DATA TO PROCESS |

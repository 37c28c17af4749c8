//! Semantic Scholar search response schema.

use serde::Deserialize;

use super::{Candidate, PaperRecord};
use crate::config::{api, search};

/// Response from `GET /paper/search`.
#[derive(Debug, Clone, Default, Deserialize)]
pub struct S2SearchResponse {
    /// Total number of matching papers.
    #[serde(default)]
    pub total: i64,

    /// Papers in this page.
    #[serde(default)]
    pub data: Vec<S2Paper>,
}

/// A paper as returned by the Graph API.
#[derive(Debug, Clone, Default, Deserialize)]
#[serde(rename_all = "camelCase")]
pub struct S2Paper {
    /// Semantic Scholar paper ID.
    #[serde(default)]
    pub paper_id: Option<String>,

    #[serde(default)]
    pub title: Option<String>,

    #[serde(default)]
    pub r#abstract: Option<String>,

    #[serde(default)]
    pub year: Option<i32>,

    #[serde(default)]
    pub venue: Option<String>,

    #[serde(default)]
    pub authors: Vec<S2Author>,

    #[serde(default)]
    pub reference_count: Option<i32>,

    #[serde(default)]
    pub open_access_pdf: Option<S2OpenAccessPdf>,

    #[serde(default)]
    pub external_ids: Option<S2ExternalIds>,
}

/// Author reference.
#[derive(Debug, Clone, Default, Deserialize)]
#[serde(rename_all = "camelCase")]
pub struct S2Author {
    #[serde(default)]
    pub author_id: Option<String>,

    #[serde(default)]
    pub name: Option<String>,
}

/// Open access PDF information.
#[derive(Debug, Clone, Default, Deserialize)]
pub struct S2OpenAccessPdf {
    /// Direct URL to the PDF (often empty string when unavailable).
    #[serde(default)]
    pub url: Option<String>,
}

/// External identifiers; only the DOI is used.
#[derive(Debug, Clone, Default, Deserialize)]
pub struct S2ExternalIds {
    #[serde(rename = "DOI", default)]
    pub doi: Option<String>,
}

impl S2Paper {
    /// Open access PDF URL, if a usable one is present.
    #[must_use]
    pub fn pdf_url(&self) -> Option<&str> {
        self.open_access_pdf
            .as_ref()?
            .url
            .as_deref()
            .filter(|u| !u.trim().is_empty())
    }

    /// Normalize into a candidate. `current_year` fills a missing year.
    #[must_use]
    pub fn into_candidate(self, current_year: i32) -> Candidate {
        let pdf_url = self.pdf_url().map(str::to_string);
        let direct_link = pdf_url.is_some();
        let url = pdf_url.unwrap_or_else(|| {
            format!(
                "{}/{}",
                api::SEMANTIC_SCHOLAR_PAPER_PAGE,
                self.paper_id.as_deref().unwrap_or_default()
            )
        });

        let record = PaperRecord {
            title: self.title.unwrap_or_default(),
            authors: self.authors.into_iter().filter_map(|a| a.name).collect(),
            r#abstract: self.r#abstract.unwrap_or_default(),
            year: self.year.unwrap_or(current_year),
            venue: self
                .venue
                .filter(|v| !v.trim().is_empty())
                .unwrap_or_else(|| search::DEFAULT_VENUE.to_string()),
            url,
            source_id: self.paper_id,
            doi: self.external_ids.and_then(|ids| ids.doi),
        };

        Candidate::new(record)
            .with_reference_count(self.reference_count)
            .with_direct_link(direct_link)
    }
}
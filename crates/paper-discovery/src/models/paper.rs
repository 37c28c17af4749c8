//! Canonical paper record returned to callers.

use serde::{Deserialize, Serialize};

use crate::config::search;

/// A citable paper, normalized from whichever provider produced it.
#[derive(Debug, Clone, PartialEq, Eq, Serialize, Deserialize)]
#[serde(rename_all = "camelCase")]
pub struct PaperRecord {
    /// Paper title.
    pub title: String,

    /// Author display names in byline order.
    #[serde(default)]
    pub authors: Vec<String>,

    /// Plain-text abstract.
    #[serde(default)]
    pub r#abstract: String,

    /// Publication year.
    pub year: i32,

    /// Publication venue (journal or conference).
    pub venue: String,

    /// Direct open-access link when known, provider page otherwise.
    pub url: String,

    /// Provider-specific identifier.
    #[serde(default)]
    pub source_id: Option<String>,

    /// Digital Object Identifier.
    #[serde(default)]
    pub doi: Option<String>,
}

impl PaperRecord {
    /// Title key used for cross-source deduplication.
    #[must_use]
    pub fn title_key(&self) -> String {
        normalize_title(&self.title)
    }

    /// Whether this record may appear in a result set.
    #[must_use]
    pub fn is_citable(&self) -> bool {
        !self.title.trim().is_empty()
            && self.r#abstract.chars().count() >= search::MIN_ABSTRACT_CHARS
    }
}

/// Lower-cased, trimmed title.
#[must_use]
pub fn normalize_title(title: &str) -> String {
    title.trim().to_lowercase()
}

/// A record plus the ranking signals that never leave the service.
#[derive(Debug, Clone)]
pub struct Candidate {
    /// The record that will be returned.
    pub record: PaperRecord,

    /// Number of references, when the provider reports it.
    pub reference_count: Option<i32>,

    /// True when `record.url` points at the paper itself rather than a landing page.
    pub direct_link: bool,

    /// Relevance score, filled in by the ranker.
    pub score: i32,
}

impl Candidate {
    /// Wrap a record with no ranking signals.
    #[must_use]
    pub fn new(record: PaperRecord) -> Self {
        Self { record, reference_count: None, direct_link: false, score: 0 }
    }

    /// Builder-style reference count.
    #[must_use]
    pub fn with_reference_count(mut self, count: Option<i32>) -> Self {
        self.reference_count = count;
        self
    }

    /// Builder-style direct link flag.
    #[must_use]
    pub fn with_direct_link(mut self, direct: bool) -> Self {
        self.direct_link = direct;
        self
    }

    /// Drop the internal ranking fields.
    #[must_use]
    pub fn into_record(self) -> PaperRecord {
        self.record
    }
}

#[cfg(test)]
mod tests {
    use super::*;

    fn record(title: &str, abstract_len: usize) -> PaperRecord {
        PaperRecord {
            title: title.to_string(),
            authors: vec!["Ada Lovelace".to_string()],
            r#abstract: "a".repeat(abstract_len),
            year: 2021,
            venue: "IEEE Access".to_string(),
            url: "https://example.org/paper.pdf".to_string(),
            source_id: Some("abc".to_string()),
            doi: None,
        }
    }

    #[test]
    fn test_normalize_title() {
        assert_eq!(normalize_title("  Quantum Error Correction "), "quantum error correction");
        assert_eq!(normalize_title("QUANTUM error Correction"), "quantum error correction");
    }

    #[test]
    fn test_is_citable_abstract_boundary() {
        assert!(record("Title", 100).is_citable());
        assert!(!record("Title", 99).is_citable());
    }

    #[test]
    fn test_is_citable_requires_title() {
        assert!(!record("   ", 500).is_citable());
    }

    #[test]
    fn test_abstract_length_counts_characters() {
        let mut r = record("Title", 0);
        r.r#abstract = "é".repeat(100);
        assert!(r.is_citable());
    }

    #[test]
    fn test_serialize_camel_case() {
        let json = serde_json::to_value(record("T", 100)).unwrap();
        assert_eq!(json["sourceId"], "abc");
        assert!(json["doi"].is_null());
        assert!(json.get("abstract").is_some());
        assert!(json.get("score").is_none());
    }
}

EXERCISE | Your task is to output the full set of records exactly as presented.

TASK OUTPUT |
repository 37c28c17af4749c8
//! Semantic Scholar search response schema.

use serde::Deserialize;

use super::{Candidate, PaperRecord};
use crate::config::{api, search};

/// Response from `GET /paper/search`.
#[derive(Debug, Clone, Default, Deserialize)]
pub struct S2SearchResponse {
    /// Total number of matching papers.
    #[serde(default)]
    pub total: i64,

    /// Papers in this page.
    #[serde(default)]
    pub data: Vec<S2Paper>,
}

/// A paper as returned by the Graph API.
#[derive(Debug, Clone, Default, Deserialize)]
#[serde(rename_all = "camelCase")]
pub struct S2Paper {
    /// Semantic Scholar paper ID.
    #[serde(default)]
    pub paper_id: Option<String>,

    #[serde(default)]
    pub title: Option<String>,

    #[serde(default)]
    pub r#abstract: Option<String>,

    #[serde(default)]
    pub year: Option<i32>,

    #[serde(default)]
    pub venue: Option<String>,

    #[serde(default)]
    pub authors: Vec<S2Author>,

    #[serde(default)]
    pub reference_count: Option<i32>,

    #[serde(default)]
    pub open_access_pdf: Option<S2OpenAccessPdf>,

    #[serde(default)]
    pub external_ids: Option<S2ExternalIds>,
}

/// Author reference.
#[derive(Debug, Clone, Default, Deserialize)]
#[serde(rename_all = "camelCase")]
pub struct S2Author {
    #[serde(default)]
    pub author_id: Option<String>,

    #[serde(default)]
    pub name: Option<String>,
}

/// Open access PDF information.
#[derive(Debug, Clone, Default, Deserialize)]
pub struct S2OpenAccessPdf {
    /// Direct URL to the PDF (often empty string when unavailable).
    #[serde(default)]
    pub url: Option<String>,
}

/// External identifiers; only the DOI is used.
#[derive(Debug, Clone, Default, Deserialize)]
pub struct S2ExternalIds {
    #[serde(rename = "DOI", default)]
    pub doi: Option<String>,
}

impl S2Paper {
    /// Open access PDF URL, if a usable one is present.
    #[must_use]
    pub fn pdf_url(&self) -> Option<&str> {
        self.open_access_pdf
            .as_ref()?
            .url
            .as_deref()
            .filter(|u| !u.trim().is_empty())
    }

    /// Normalize into a candidate. `current_year` fills a missing year.
    #[must_use]
    pub fn into_candidate(self, current_year: i32) -> Candidate {
        let pdf_url = self.pdf_url().map(str::to_string);
        let direct_link = pdf_url.is_some();
        let url = pdf_url.unwrap_or_else(|| {
            format!(
                "{}/{}",
                api::SEMANTIC_SCHOLAR_PAPER_PAGE,
                self.paper_id.as_deref().unwrap_or_default()
            )
        });

        let record = PaperRecord {
            title: self.title.unwrap_or_default(),
            authors: self.authors.into_iter().filter_map(|a| a.name).collect(),
            r#abstract: self.r#abstract.unwrap_or_default(),
            year: self.year.unwrap_or(current_year),
            venue: self
                .venue
                .filter(|v| !v.trim().is_empty())
                .unwrap_or_else(|| search::DEFAULT_VENUE.to_string()),
            url,
            source_id: self.paper_id,
            doi: self.external_ids.and_then(|ids| ids.doi),
        };

        Candidate::new(record)
            .with_reference_count(self.reference_count)
            .with_direct_link(direct_link)
    }
}
filename crates/paper-discovery/src/models/paper.rs
repository 37c28c17af4749c8
//! Canonical paper record returned to callers.

use serde::{Deserialize, Serialize};

use crate::config::search;

/// A citable paper, normalized from whichever provider produced it.
#[derive(Debug, Clone, PartialEq, Eq, Serialize, Deserialize)]
#[serde(rename_all = "camelCase")]
pub struct PaperRecord {
    /// Paper title.
    pub title: String,

    /// Author display names in byline order.
    #[serde(default)]
    pub authors: Vec<String>,

    /// Plain-text abstract.
    #[serde(default)]
    pub r#abstract: String,

    /// Publication year.
    pub year: i32,

    /// Publication venue (journal or conference).
    pub venue: String,

    /// Direct open-access link when known, provider page otherwise.
    pub url: String,

    /// Provider-specific identifier.
    #[serde(default)]
    pub source_id: Option<String>,

    /// Digital Object Identifier.
    #[serde(default)]
    pub doi: Option<String>,
}

impl PaperRecord {
    /// Title key used for cross-source deduplication.
    #[must_use]
    pub fn title_key(&self) -> String {
        normalize_title(&self.title)
    }

    /// Whether this record may appear in a result set.
    #[must_use]
    pub fn is_citable(&self) -> bool {
        !self.title.trim().is_empty()
            && self.r#abstract.chars().count() >= search::MIN_ABSTRACT_CHARS
    }
}

/// Lower-cased, trimmed title.
#[must_use]
pub fn normalize_title(title: &str) -> String {
    title.trim().to_lowercase()
}

/// A record plus the ranking signals that never leave the service.
#[derive(Debug, Clone)]
pub struct Candidate {
    /// The record that will be returned.
    pub record: PaperRecord,

    /// Number of references, when the provider reports it.
    pub reference_count: Option<i32>,

    /// True when `record.url` points at the paper itself rather than a landing page.
    pub direct_link: bool,

    /// Relevance score, filled in by the ranker.
    pub score: i32,
}

impl Candidate {
    /// Wrap a record with no ranking signals.
    #[must_use]
    pub fn new(record: PaperRecord) -> Self {
        Self { record, reference_count: None, direct_link: false, score: 0 }
    }

    /// Builder-style reference count.
    #[must_use]
    pub fn with_reference_count(mut self, count: Option<i32>) -> Self {
        self.reference_count = count;
        self
    }

    /// Builder-style direct link flag.
    #[must_use]
    pub fn with_direct_link(mut self, direct: bool) -> Self {
        self.direct_link = direct;
        self
    }

    /// Drop the internal ranking fields.
    #[must_use]
    pub fn into_record(self) -> PaperRecord {
        self.record
    }
}

#[cfg(test)]
mod tests {
    use super::*;

    fn record(title: &str, abstract_len: usize) -> PaperRecord {
        PaperRecord {
            title: title.to_string(),
            authors: vec!["Ada Lovelace".to_string()],
            r#abstract: "a".repeat(abstract_len),
            year: 2021,
            venue: "IEEE Access".to_string(),
            url: "https://example.org/paper.pdf".to_string(),
            source_id: Some("abc".to_string()),
            doi: None,
        }
    }

    #[test]
    fn test_normalize_title() {
        assert_eq!(normalize_title("  Quantum Error Correction "), "quantum error correction");
        assert_eq!(normalize_title("QUANTUM error Correction"), "quantum error correction");
    }

    #[test]
    fn test_is_citable_abstract_boundary() {
        assert!(record("Title", 100).is_citable());
        assert!(!record("Title", 99).is_citable());
    }

    #[test]
    fn test_is_citable_requires_title() {
        assert!(!record("   ", 500).is_citable());
    }

    #[test]
    fn test_abstract_length_counts_characters() {
        let mut r = record("Title", 0);
        r.r#abstract = "é".repeat(100);
        assert!(r.is_citable());
    }

    #[test]
    fn test_serialize_camel_case() {
        let json = serde_json::to_value(record("T", 100)).unwrap();
        assert_eq!(json["sourceId"], "abc");
        assert!(json["doi"].is_null());
        assert!(json.get("abstract").is_some());
        assert!(json.get("score").is_none());
    }
}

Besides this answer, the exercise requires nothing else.